> **Task statement**:
Pick out the lines below with "AspectNature" and list them.
^^^^
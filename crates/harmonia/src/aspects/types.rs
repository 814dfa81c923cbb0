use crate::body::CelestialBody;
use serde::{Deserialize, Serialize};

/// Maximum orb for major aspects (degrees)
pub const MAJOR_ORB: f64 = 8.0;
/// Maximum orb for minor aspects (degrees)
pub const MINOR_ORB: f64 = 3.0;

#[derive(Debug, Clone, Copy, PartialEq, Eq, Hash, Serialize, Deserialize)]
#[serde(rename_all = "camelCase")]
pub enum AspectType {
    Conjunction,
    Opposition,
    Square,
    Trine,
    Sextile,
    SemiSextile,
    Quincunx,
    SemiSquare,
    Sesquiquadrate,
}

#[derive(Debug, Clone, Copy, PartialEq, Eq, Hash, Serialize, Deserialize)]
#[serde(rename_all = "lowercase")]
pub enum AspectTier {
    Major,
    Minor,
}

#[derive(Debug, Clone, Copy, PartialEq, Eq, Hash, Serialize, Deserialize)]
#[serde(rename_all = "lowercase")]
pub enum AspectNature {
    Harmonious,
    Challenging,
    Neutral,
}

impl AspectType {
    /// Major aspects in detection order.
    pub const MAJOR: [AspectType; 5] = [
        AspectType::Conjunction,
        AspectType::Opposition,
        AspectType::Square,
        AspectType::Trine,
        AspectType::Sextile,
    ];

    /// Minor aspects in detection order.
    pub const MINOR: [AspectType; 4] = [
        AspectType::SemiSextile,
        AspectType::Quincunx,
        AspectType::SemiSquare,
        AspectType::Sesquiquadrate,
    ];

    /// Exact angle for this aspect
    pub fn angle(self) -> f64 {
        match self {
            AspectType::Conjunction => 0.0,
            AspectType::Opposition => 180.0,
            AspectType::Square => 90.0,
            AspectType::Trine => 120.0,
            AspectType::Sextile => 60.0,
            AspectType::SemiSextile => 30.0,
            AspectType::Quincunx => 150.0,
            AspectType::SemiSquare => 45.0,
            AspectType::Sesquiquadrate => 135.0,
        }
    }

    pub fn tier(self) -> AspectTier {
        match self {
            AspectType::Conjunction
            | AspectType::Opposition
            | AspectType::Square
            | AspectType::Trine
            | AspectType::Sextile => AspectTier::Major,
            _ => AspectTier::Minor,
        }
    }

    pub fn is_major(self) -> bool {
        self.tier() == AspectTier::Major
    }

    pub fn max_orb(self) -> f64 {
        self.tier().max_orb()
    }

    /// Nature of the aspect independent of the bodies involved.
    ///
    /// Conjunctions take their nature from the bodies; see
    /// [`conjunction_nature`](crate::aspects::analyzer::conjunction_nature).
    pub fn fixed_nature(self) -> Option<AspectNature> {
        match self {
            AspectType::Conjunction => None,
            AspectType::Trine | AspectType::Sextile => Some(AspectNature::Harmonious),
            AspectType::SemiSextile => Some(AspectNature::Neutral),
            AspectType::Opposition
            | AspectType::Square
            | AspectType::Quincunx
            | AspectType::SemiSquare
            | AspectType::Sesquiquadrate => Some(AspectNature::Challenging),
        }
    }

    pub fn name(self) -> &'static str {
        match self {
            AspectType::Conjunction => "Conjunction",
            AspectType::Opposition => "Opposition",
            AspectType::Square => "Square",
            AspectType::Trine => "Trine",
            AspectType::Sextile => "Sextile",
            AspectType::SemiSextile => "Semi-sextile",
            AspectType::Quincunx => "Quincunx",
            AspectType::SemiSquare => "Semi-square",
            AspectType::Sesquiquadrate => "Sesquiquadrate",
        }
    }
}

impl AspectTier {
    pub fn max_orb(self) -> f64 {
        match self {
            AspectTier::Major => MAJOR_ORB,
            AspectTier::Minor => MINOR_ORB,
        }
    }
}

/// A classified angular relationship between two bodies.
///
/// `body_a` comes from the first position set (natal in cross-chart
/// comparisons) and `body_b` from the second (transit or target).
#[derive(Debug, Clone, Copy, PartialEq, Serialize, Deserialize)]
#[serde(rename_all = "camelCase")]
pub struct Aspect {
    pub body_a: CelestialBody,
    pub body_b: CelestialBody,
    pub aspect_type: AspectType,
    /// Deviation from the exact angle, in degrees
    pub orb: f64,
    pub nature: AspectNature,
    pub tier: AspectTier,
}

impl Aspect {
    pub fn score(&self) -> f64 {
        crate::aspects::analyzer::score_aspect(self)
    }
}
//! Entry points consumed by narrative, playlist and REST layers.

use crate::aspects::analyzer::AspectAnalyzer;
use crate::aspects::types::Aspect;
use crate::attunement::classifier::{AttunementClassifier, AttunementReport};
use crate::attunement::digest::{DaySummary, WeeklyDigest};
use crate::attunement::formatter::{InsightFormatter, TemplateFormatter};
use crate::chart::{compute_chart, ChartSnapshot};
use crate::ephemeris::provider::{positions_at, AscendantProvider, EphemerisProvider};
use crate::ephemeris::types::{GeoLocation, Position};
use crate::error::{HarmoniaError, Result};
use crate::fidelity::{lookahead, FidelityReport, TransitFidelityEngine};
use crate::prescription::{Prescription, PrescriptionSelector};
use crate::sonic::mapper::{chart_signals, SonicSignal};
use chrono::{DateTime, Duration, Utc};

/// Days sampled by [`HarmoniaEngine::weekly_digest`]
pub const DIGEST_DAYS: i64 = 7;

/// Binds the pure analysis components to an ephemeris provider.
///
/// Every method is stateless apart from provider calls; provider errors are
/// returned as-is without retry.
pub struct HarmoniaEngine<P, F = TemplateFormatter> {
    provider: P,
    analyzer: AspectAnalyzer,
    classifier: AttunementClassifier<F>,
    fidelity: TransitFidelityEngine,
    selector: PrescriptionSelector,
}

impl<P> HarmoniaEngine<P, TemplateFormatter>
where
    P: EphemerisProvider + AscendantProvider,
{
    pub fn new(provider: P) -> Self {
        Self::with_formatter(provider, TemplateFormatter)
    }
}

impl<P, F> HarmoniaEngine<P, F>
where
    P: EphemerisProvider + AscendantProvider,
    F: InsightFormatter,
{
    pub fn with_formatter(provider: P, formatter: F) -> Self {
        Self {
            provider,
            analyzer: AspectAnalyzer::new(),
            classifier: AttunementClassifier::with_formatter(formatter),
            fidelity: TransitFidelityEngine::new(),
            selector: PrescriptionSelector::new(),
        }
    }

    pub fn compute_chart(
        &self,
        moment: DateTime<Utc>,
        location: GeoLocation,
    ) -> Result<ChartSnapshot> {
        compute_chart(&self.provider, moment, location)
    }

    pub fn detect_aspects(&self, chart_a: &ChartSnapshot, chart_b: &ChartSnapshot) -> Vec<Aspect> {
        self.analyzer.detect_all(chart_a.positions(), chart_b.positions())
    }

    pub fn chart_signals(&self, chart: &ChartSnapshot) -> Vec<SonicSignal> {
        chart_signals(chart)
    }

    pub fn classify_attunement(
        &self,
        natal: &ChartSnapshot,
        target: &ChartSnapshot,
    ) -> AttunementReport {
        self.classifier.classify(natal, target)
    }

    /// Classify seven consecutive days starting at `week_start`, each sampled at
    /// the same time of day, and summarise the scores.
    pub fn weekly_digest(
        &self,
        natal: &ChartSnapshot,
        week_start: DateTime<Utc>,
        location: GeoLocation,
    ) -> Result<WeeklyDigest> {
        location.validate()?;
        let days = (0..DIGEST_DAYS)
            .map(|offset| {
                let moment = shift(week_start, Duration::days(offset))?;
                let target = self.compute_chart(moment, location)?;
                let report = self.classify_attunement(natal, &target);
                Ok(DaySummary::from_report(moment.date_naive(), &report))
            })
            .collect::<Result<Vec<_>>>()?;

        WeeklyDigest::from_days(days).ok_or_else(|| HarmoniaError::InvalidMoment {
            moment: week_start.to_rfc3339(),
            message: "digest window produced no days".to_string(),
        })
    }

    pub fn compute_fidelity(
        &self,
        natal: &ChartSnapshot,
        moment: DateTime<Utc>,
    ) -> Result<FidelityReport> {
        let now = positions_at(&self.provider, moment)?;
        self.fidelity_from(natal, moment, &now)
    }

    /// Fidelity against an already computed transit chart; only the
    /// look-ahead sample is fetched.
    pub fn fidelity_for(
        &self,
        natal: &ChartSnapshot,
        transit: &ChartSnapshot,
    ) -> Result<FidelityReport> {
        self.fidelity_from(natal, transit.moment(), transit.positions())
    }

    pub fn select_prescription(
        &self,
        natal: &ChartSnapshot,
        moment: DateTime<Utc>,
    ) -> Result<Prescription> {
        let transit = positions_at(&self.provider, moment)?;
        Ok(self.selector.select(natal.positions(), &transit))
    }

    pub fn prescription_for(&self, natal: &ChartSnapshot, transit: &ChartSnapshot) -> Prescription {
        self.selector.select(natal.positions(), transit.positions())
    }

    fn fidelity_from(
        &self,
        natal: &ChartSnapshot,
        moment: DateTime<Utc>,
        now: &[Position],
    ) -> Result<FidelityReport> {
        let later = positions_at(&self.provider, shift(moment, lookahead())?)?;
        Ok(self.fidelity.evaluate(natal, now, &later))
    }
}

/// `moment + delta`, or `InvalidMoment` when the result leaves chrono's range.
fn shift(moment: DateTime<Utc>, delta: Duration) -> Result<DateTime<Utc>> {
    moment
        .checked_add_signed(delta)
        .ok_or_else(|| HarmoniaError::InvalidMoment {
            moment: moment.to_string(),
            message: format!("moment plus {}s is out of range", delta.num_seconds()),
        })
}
^^^^
> **Result for this exercise**:
pub enum AspectNature {
    pub fn fixed_nature(self) -> Option<AspectNature> {
            AspectType::Trine | AspectType::Sextile => Some(AspectNature::Harmonious),
            AspectType::SemiSextile => Some(AspectNature::Neutral),
            | AspectType::Sesquiquadrate => Some(AspectNature::Challenging),
    pub nature: AspectNature,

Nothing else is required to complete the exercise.